- _Material for this exercise_:
//! Service layer for business logic and orchestration.
//!
//! Services validate requests, check ownership and roles, and coordinate repository calls.
//! They return DTOs, never entities. Each operation commits independently; the only retried
//! operation is the role revocation that follows a shelter removal.

pub mod adoption;
pub mod auth;
pub mod pet;
pub mod retry;
pub mod shelter;
pub mod user;
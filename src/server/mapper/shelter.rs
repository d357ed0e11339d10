use crate::model::{
    pet::PetSummaryDto,
    shelter::{ShelterDetailDto, ShelterDto, ShelterInfoDto, ShelterSummaryDto},
};

impl From<entity::shelter::Model> for ShelterDto {
    fn from(model: entity::shelter::Model) -> Self {
        Self {
            id: model.id,
            name: model.name,
            description: model.description,
            email: model.email,
            user_id: model.user_id,
        }
    }
}

impl From<entity::shelter::Model> for ShelterInfoDto {
    fn from(model: entity::shelter::Model) -> Self {
        Self {
            id: model.id,
            name: model.name,
            description: model.description,
            email: model.email,
        }
    }
}

impl From<(entity::shelter::Model, Vec<entity::pet::Model>)> for ShelterDetailDto {
    fn from((shelter, pets): (entity::shelter::Model, Vec<entity::pet::Model>)) -> Self {
        Self {
            id: shelter.id,
            name: shelter.name,
            description: shelter.description,
            email: shelter.email,
            user_id: shelter.user_id,
            pets: pets.into_iter().map(PetSummaryDto::from).collect(),
        }
    }
}

impl From<(entity::shelter::Model, u64)> for ShelterSummaryDto {
    fn from((shelter, pet_count): (entity::shelter::Model, u64)) -> Self {
        Self {
            id: shelter.id,
            name: shelter.name,
            description: shelter.description,
            email: shelter.email,
            pet_count,
        }
    }
}
use sea_orm::{ColumnTrait, EntityTrait, PaginatorTrait, QueryFilter};

use crate::model::shelter::RegisterShelterRequest;

use super::*;

fn request() -> RegisterShelterRequest {
    RegisterShelterRequest {
        name: "Happy Paws".to_string(),
        description: None,
        email: "info@happypaws.org".to_string(),
    }
}

/// Expect the shelter to be created and the ShelterOwner role granted
#[tokio::test]
async fn registers_shelter_and_grants_role() -> Result<(), TestError> {
    let mut test = TestBuilder::new().with_pet_tables().build().await?;
    let user_model = test.user().insert_user().await?;

    let identity = DatabaseIdentityProvider::new(test.db.clone());
    let shelter_service = ShelterService::new(&test.db, &identity);
    let result = shelter_service
        .register_shelter(user_model.id, request())
        .await;

    let shelter = result.unwrap();
    assert_eq!(shelter.user_id, user_model.id);
    assert_eq!(shelter.description, "No description");

    let resolved = identity.resolve(user_model.id).await.unwrap().unwrap();
    assert!(resolved.has_role(Role::ShelterOwner));

    Ok(())
}

/// Expect a conflict on the second registration and exactly one shelter row for the user
#[tokio::test]
async fn rejects_second_shelter_for_same_user() -> Result<(), TestError> {
    let mut test = TestBuilder::new().with_pet_tables().build().await?;
    let user_model = test.user().insert_user().await?;

    let identity = DatabaseIdentityProvider::new(test.db.clone());
    let shelter_service = ShelterService::new(&test.db, &identity);
    shelter_service
        .register_shelter(user_model.id, request())
        .await
        .unwrap();
    let result = shelter_service
        .register_shelter(user_model.id, request())
        .await;

    assert!(matches!(
        result,
        Err(Error::ShelterError(ShelterError::AlreadyRegistered(_)))
    ));
    let shelter_count = entity::prelude::Shelter::find()
        .filter(entity::shelter::Column::UserId.eq(user_model.id))
        .count(&test.db)
        .await?;
    assert_eq!(shelter_count, 1);

    Ok(())
}

/// Expect validation errors for a too-short name and a malformed email
#[tokio::test]
async fn rejects_invalid_request() -> Result<(), TestError> {
    let mut test = TestBuilder::new().with_pet_tables().build().await?;
    let user_model = test.user().insert_user().await?;

    let identity = DatabaseIdentityProvider::new(test.db.clone());
    let shelter_service = ShelterService::new(&test.db, &identity);
    let result = shelter_service
        .register_shelter(
            user_model.id,
            RegisterShelterRequest {
                name: "  ab ".to_string(),
                description: None,
                email: "not-an-email".to_string(),
            },
        )
        .await;

    match result {
        Err(Error::ValidationError(err)) => {
            let properties: Vec<&str> = err.errors.iter().map(|e| e.property.as_str()).collect();
            assert_eq!(properties, vec!["email", "name"]);
        }
        other => panic!("expected validation error, got {:?}", other),
    }

    Ok(())
}

/// Expect registration to succeed even when the role grant fails
#[tokio::test]
async fn succeeds_when_role_grant_fails() -> Result<(), TestError> {
    let mut test = TestBuilder::new().with_pet_tables().build().await?;
    let user_model = test.user().insert_user().await?;

    let identity = FlakyIdentityProvider::new(&test, 0);
    let shelter_service = ShelterService::new(&test.db, &identity);
    let result = shelter_service
        .register_shelter(user_model.id, request())
        .await;

    assert!(result.is_ok());

    Ok(())
}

- _Task item_:
Set the whole listing down again, unchanged.

- _Solved exercise_:
//! Service layer for business logic and orchestration.
//!
//! Services validate requests, check ownership and roles, and coordinate repository calls.
//! They return DTOs, never entities. Each operation commits independently; the only retried
//! operation is the role revocation that follows a shelter removal.

pub mod adoption;
pub mod auth;
pub mod pet;
pub mod retry;
pub mod shelter;
pub mod user;
filename src/server/mapper/shelter.rs
repository d357ed0e11339d10
use crate::model::{
    pet::PetSummaryDto,
    shelter::{ShelterDetailDto, ShelterDto, ShelterInfoDto, ShelterSummaryDto},
};

impl From<entity::shelter::Model> for ShelterDto {
    fn from(model: entity::shelter::Model) -> Self {
        Self {
            id: model.id,
            name: model.name,
            description: model.description,
            email: model.email,
            user_id: model.user_id,
        }
    }
}

impl From<entity::shelter::Model> for ShelterInfoDto {
    fn from(model: entity::shelter::Model) -> Self {
        Self {
            id: model.id,
            name: model.name,
            description: model.description,
            email: model.email,
        }
    }
}

impl From<(entity::shelter::Model, Vec<entity::pet::Model>)> for ShelterDetailDto {
    fn from((shelter, pets): (entity::shelter::Model, Vec<entity::pet::Model>)) -> Self {
        Self {
            id: shelter.id,
            name: shelter.name,
            description: shelter.description,
            email: shelter.email,
            user_id: shelter.user_id,
            pets: pets.into_iter().map(PetSummaryDto::from).collect(),
        }
    }
}

impl From<(entity::shelter::Model, u64)> for ShelterSummaryDto {
    fn from((shelter, pet_count): (entity::shelter::Model, u64)) -> Self {
        Self {
            id: shelter.id,
            name: shelter.name,
            description: shelter.description,
            email: shelter.email,
            pet_count,
        }
    }
}
use sea_orm::{ColumnTrait, EntityTrait, PaginatorTrait, QueryFilter};

use crate::model::shelter::RegisterShelterRequest;

use super::*;

fn request() -> RegisterShelterRequest {
    RegisterShelterRequest {
        name: "Happy Paws".to_string(),
        description: None,
        email: "info@happypaws.org".to_string(),
    }
}

/// Expect the shelter to be created and the ShelterOwner role granted
#[tokio::test]
async fn registers_shelter_and_grants_role() -> Result<(), TestError> {
    let mut test = TestBuilder::new().with_pet_tables().build().await?;
    let user_model = test.user().insert_user().await?;

    let identity = DatabaseIdentityProvider::new(test.db.clone());
    let shelter_service = ShelterService::new(&test.db, &identity);
    let result = shelter_service
        .register_shelter(user_model.id, request())
        .await;

    let shelter = result.unwrap();
    assert_eq!(shelter.user_id, user_model.id);
    assert_eq!(shelter.description, "No description");

    let resolved = identity.resolve(user_model.id).await.unwrap().unwrap();
    assert!(resolved.has_role(Role::ShelterOwner));

    Ok(())
}

/// Expect a conflict on the second registration and exactly one shelter row for the user
#[tokio::test]
async fn rejects_second_shelter_for_same_user() -> Result<(), TestError> {
    let mut test = TestBuilder::new().with_pet_tables().build().await?;
    let user_model = test.user().insert_user().await?;

    let identity = DatabaseIdentityProvider::new(test.db.clone());
    let shelter_service = ShelterService::new(&test.db, &identity);
    shelter_service
        .register_shelter(user_model.id, request())
        .await
        .unwrap();
    let result = shelter_service
        .register_shelter(user_model.id, request())
        .await;

    assert!(matches!(
        result,
        Err(Error::ShelterError(ShelterError::AlreadyRegistered(_)))
    ));
    let shelter_count = entity::prelude::Shelter::find()
        .filter(entity::shelter::Column::UserId.eq(user_model.id))
        .count(&test.db)
        .await?;
    assert_eq!(shelter_count, 1);

    Ok(())
}

/// Expect validation errors for a too-short name and a malformed email
#[tokio::test]
async fn rejects_invalid_request() -> Result<(), TestError> {
    let mut test = TestBuilder::new().with_pet_tables().build().await?;
    let user_model = test.user().insert_user().await?;

    let identity = DatabaseIdentityProvider::new(test.db.clone());
    let shelter_service = ShelterService::new(&test.db, &identity);
    let result = shelter_service
        .register_shelter(
            user_model.id,
            RegisterShelterRequest {
                name: "  ab ".to_string(),
                description: None,
                email: "not-an-email".to_string(),
            },
        )
        .await;

    match result {
        Err(Error::ValidationError(err)) => {
            let properties: Vec<&str> = err.errors.iter().map(|e| e.property.as_str()).collect();
            assert_eq!(properties, vec!["email", "name"]);
        }
        other => panic!("expected validation error, got {:?}", other),
    }

    Ok(())
}

/// Expect registration to succeed even when the role grant fails
#[tokio::test]
async fn succeeds_when_role_grant_fails() -> Result<(), TestError> {
    let mut test = TestBuilder::new().with_pet_tables().build().await?;
    let user_model = test.user().insert_user().await?;

    let identity = FlakyIdentityProvider::new(&test, 0);
    let shelter_service = ShelterService::new(&test.db, &identity);
    let result = shelter_service
        .register_shelter(user_model.id, request())
        .await;

    assert!(result.is_ok());

    Ok(())
}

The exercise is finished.